┌──

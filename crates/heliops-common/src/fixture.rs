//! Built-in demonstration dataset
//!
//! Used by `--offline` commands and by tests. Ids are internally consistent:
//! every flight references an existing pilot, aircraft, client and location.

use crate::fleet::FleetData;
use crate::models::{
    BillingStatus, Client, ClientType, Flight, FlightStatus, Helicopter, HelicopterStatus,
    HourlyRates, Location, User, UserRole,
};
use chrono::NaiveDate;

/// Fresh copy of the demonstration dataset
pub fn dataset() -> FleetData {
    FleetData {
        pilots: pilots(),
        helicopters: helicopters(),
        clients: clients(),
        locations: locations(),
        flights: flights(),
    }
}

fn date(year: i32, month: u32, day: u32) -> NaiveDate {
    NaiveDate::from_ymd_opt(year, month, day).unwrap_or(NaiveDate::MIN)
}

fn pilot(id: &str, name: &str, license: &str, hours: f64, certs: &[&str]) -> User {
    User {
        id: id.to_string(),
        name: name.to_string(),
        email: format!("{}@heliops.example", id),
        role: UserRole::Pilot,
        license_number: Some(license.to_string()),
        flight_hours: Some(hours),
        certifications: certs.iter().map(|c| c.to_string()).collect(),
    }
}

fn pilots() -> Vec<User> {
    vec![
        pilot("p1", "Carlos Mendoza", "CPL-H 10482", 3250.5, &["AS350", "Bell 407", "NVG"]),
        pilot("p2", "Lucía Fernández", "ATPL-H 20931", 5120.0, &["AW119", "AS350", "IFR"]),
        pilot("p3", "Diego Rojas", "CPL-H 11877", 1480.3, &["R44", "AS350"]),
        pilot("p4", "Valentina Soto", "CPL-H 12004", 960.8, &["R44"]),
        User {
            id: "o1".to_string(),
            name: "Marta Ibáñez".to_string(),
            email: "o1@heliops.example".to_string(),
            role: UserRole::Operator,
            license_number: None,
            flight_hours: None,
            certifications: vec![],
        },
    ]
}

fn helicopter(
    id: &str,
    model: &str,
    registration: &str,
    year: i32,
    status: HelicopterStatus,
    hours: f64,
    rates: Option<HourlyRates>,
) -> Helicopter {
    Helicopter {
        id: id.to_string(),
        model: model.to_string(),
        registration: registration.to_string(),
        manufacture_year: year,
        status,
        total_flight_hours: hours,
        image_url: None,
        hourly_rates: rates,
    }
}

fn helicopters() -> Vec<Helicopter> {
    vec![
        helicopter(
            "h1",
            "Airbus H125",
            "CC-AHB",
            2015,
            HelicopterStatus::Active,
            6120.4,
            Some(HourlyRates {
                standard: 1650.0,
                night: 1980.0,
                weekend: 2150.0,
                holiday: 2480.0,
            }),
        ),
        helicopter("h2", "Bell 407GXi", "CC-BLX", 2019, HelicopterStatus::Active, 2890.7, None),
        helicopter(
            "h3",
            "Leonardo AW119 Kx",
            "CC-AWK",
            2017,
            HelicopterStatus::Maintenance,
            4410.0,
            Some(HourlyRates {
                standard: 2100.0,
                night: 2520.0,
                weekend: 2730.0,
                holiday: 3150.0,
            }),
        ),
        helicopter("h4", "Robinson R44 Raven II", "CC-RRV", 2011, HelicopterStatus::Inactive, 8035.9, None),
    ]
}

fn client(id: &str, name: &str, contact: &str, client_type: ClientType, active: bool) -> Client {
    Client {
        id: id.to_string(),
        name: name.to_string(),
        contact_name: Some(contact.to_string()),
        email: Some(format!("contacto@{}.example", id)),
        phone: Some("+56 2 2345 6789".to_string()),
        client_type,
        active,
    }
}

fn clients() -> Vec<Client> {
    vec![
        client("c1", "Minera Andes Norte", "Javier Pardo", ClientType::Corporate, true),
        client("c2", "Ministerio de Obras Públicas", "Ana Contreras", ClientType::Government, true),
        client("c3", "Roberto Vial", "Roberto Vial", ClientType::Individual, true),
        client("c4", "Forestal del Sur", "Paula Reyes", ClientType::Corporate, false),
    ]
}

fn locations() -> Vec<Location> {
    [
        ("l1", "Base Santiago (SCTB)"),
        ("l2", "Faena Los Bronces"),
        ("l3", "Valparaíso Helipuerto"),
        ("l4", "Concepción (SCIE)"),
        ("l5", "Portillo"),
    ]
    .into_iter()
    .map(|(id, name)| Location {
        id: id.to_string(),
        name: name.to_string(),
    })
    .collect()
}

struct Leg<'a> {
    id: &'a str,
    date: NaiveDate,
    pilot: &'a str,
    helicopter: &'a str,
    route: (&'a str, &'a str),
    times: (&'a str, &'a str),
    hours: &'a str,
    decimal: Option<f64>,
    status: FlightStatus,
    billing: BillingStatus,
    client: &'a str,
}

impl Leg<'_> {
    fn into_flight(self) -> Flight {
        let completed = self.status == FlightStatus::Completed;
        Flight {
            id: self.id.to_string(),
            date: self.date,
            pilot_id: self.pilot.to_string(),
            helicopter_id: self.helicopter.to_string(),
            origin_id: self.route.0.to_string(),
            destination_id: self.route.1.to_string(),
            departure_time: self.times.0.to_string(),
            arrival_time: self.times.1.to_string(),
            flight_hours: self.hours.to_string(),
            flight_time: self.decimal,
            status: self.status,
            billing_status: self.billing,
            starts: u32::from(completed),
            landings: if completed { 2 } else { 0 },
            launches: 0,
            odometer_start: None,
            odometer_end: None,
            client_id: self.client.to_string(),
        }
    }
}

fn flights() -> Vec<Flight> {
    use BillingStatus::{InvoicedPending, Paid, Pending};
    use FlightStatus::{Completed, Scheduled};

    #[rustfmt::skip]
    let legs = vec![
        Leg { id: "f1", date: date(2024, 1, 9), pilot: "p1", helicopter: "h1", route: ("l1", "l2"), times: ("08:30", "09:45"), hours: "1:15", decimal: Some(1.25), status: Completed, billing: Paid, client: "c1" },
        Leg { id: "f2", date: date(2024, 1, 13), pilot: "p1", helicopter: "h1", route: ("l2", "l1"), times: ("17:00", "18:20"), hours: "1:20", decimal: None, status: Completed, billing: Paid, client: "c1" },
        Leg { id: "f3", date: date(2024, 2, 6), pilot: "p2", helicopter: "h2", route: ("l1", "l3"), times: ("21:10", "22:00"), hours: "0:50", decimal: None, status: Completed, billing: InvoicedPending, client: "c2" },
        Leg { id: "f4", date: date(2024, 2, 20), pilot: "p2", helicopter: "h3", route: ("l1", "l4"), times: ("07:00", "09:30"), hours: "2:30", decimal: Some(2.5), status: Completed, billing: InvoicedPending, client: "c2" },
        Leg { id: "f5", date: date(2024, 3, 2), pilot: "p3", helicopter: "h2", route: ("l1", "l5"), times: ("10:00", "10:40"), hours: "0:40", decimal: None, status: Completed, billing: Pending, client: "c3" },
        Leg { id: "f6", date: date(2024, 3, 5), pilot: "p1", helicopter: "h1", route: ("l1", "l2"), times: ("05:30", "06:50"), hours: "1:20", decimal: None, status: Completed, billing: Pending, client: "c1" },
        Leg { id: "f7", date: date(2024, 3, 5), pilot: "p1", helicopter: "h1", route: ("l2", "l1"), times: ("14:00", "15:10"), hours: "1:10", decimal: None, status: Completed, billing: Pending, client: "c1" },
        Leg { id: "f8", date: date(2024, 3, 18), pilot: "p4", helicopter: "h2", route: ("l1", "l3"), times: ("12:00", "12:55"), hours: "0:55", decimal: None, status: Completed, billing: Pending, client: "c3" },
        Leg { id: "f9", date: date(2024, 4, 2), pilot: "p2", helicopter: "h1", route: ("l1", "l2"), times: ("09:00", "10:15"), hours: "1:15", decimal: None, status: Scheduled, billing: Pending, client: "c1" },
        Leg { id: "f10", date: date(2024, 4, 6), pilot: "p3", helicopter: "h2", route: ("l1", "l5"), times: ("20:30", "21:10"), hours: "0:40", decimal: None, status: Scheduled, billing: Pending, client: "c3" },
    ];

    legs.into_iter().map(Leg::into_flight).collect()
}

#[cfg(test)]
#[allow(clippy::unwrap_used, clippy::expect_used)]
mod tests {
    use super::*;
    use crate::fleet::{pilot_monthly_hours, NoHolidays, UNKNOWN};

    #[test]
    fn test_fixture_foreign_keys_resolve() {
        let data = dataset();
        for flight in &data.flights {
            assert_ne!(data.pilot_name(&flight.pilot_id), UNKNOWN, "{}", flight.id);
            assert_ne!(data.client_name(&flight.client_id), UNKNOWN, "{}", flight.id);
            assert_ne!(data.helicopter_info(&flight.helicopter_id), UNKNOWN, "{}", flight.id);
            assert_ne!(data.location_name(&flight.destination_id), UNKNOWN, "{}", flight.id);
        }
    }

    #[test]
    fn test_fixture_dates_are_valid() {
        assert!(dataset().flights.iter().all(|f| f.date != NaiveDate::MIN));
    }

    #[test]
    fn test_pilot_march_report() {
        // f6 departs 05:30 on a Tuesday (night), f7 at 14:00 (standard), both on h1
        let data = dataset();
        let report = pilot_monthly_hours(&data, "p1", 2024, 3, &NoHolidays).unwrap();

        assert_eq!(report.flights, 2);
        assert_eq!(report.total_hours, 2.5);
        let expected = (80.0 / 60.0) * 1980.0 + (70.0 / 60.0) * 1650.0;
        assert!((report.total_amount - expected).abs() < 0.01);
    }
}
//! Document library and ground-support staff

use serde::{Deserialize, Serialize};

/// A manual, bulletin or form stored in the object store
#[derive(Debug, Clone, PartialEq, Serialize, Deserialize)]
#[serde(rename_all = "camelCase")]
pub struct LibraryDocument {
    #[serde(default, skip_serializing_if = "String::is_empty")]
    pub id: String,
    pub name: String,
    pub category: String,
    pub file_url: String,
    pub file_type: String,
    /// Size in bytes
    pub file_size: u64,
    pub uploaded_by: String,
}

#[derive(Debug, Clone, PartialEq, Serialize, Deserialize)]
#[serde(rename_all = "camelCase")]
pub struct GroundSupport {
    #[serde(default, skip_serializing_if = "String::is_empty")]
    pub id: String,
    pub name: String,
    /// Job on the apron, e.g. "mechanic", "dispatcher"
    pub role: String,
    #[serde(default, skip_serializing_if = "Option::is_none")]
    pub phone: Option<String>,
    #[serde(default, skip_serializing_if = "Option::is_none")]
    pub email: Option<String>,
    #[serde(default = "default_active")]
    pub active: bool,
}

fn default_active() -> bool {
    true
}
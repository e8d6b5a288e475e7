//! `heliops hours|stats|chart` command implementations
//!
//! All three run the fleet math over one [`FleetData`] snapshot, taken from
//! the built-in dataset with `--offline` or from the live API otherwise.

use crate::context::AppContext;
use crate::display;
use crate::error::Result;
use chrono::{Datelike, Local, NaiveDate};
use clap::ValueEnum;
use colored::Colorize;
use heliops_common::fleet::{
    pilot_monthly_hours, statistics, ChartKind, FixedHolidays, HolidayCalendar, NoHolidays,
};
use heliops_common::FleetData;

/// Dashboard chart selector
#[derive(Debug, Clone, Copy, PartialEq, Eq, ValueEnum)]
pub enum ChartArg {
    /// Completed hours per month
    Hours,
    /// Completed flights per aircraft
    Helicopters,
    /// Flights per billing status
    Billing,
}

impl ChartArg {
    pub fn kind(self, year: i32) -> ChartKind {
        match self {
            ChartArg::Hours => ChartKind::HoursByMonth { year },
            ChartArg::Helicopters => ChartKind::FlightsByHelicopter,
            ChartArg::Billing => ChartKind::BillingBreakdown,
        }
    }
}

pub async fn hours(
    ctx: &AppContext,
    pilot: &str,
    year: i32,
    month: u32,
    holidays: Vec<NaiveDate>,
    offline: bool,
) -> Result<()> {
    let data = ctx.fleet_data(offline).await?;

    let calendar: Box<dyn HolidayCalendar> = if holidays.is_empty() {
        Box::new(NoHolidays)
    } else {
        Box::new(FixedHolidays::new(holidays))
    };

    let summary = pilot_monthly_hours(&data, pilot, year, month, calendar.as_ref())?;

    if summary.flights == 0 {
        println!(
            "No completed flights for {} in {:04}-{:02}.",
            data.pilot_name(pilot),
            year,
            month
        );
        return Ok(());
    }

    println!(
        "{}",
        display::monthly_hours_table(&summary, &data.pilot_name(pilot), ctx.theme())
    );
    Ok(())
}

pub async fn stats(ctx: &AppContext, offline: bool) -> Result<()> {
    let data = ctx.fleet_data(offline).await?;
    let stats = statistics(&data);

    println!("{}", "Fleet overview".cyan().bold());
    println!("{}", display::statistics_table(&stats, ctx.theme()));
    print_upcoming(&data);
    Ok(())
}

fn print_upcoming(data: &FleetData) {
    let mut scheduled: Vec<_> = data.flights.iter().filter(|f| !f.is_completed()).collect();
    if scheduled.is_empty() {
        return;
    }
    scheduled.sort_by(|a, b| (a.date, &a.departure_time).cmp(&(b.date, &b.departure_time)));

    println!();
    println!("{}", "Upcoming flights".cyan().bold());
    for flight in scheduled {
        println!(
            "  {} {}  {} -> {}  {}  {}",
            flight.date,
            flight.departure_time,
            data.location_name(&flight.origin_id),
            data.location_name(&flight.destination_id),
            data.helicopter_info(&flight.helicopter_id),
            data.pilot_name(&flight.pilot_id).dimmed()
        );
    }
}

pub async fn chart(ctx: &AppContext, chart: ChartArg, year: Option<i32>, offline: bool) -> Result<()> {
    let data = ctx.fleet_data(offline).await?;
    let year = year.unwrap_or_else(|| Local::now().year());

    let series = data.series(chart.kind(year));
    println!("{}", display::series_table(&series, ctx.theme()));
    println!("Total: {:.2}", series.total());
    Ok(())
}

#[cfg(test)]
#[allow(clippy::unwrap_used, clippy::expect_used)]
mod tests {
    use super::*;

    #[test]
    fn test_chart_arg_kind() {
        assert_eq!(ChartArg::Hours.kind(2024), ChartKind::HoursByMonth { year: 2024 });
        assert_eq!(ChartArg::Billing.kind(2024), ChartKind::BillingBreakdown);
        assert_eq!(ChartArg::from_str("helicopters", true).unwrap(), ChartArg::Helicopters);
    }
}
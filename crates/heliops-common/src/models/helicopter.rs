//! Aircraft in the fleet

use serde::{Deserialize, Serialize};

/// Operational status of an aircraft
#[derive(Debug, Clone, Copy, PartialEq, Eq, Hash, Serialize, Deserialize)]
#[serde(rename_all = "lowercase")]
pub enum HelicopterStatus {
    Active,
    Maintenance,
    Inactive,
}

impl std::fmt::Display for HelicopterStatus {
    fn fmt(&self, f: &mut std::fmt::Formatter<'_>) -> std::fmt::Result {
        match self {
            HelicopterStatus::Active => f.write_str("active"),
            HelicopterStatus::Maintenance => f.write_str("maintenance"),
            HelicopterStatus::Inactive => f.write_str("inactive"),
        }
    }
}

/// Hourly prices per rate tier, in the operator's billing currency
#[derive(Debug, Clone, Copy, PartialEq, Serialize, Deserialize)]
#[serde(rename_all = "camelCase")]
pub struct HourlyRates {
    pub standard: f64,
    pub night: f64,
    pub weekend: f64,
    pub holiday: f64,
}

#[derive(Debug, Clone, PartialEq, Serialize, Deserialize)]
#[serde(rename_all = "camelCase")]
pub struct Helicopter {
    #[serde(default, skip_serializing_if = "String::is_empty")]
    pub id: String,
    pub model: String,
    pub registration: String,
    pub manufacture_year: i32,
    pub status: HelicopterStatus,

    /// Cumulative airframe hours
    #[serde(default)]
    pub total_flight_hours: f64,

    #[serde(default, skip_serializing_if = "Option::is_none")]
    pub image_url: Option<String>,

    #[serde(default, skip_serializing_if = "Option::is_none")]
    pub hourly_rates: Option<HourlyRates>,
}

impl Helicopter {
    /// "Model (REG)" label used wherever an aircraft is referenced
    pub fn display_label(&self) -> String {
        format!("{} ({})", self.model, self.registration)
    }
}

└──

### Prompt
Establish how many lines of the data above contain "collect". State that number and no more.

### Task result
4